• WORK TO BE COMPLETED: In the records below, find the line holding "operation settles with." and the line holding "pub type RemoteOperation". Set down both, with every line between them, exactly.

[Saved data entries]
Content starts

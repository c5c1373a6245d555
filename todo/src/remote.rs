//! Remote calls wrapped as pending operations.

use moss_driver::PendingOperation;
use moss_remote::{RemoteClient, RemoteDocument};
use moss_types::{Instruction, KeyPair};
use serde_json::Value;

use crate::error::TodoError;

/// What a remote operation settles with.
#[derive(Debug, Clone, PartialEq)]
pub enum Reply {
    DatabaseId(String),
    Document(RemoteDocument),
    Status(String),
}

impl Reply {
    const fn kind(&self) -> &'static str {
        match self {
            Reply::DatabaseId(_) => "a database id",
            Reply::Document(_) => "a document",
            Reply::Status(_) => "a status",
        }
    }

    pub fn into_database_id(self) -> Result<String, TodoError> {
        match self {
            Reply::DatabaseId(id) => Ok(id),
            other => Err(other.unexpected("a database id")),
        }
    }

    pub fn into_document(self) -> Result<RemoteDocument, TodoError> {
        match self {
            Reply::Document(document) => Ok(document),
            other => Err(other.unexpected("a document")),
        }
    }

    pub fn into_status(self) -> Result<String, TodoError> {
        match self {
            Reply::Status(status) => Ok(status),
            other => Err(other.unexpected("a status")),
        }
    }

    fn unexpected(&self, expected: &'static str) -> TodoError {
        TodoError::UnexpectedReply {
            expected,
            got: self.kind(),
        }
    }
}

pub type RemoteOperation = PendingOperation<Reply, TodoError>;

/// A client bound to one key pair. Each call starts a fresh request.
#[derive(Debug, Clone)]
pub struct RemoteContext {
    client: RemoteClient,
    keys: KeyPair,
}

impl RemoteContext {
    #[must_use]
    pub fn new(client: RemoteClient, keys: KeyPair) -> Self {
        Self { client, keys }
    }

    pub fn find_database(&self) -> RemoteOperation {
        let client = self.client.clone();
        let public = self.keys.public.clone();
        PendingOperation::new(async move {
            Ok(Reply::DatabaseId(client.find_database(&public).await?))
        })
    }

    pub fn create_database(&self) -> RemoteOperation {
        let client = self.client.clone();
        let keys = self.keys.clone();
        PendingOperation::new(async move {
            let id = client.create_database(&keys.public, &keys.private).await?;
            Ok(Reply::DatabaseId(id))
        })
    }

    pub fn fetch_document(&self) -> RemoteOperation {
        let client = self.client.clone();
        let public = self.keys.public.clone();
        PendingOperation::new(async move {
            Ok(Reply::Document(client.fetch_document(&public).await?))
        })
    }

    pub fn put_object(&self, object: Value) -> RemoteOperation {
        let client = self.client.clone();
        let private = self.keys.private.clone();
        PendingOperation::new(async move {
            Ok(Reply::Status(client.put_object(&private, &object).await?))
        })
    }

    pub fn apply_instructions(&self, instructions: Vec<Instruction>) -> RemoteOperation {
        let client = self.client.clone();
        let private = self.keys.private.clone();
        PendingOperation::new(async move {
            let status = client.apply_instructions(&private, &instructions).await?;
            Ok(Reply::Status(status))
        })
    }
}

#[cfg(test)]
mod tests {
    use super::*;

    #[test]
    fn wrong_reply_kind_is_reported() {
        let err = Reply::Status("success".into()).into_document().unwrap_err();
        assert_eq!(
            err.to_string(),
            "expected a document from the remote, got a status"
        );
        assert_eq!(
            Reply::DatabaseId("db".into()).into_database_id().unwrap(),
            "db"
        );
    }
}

Content ends

• TASK ANSWER:
/// What a remote operation settles with.
#[derive(Debug, Clone, PartialEq)]
pub enum Reply {
    DatabaseId(String),
    Document(RemoteDocument),
    Status(String),
}

impl Reply {
    const fn kind(&self) -> &'static str {
        match self {
            Reply::DatabaseId(_) => "a database id",
            Reply::Document(_) => "a document",
            Reply::Status(_) => "a status",
        }
    }

    pub fn into_database_id(self) -> Result<String, TodoError> {
        match self {
            Reply::DatabaseId(id) => Ok(id),
            other => Err(other.unexpected("a database id")),
        }
    }

    pub fn into_document(self) -> Result<RemoteDocument, TodoError> {
        match self {
            Reply::Document(document) => Ok(document),
            other => Err(other.unexpected("a document")),
        }
    }

    pub fn into_status(self) -> Result<String, TodoError> {
        match self {
            Reply::Status(status) => Ok(status),
            other => Err(other.unexpected("a status")),
        }
    }

    fn unexpected(&self, expected: &'static str) -> TodoError {
        TodoError::UnexpectedReply {
            expected,
            got: self.kind(),
        }
    }
}

pub type RemoteOperation = PendingOperation<Reply, TodoError>;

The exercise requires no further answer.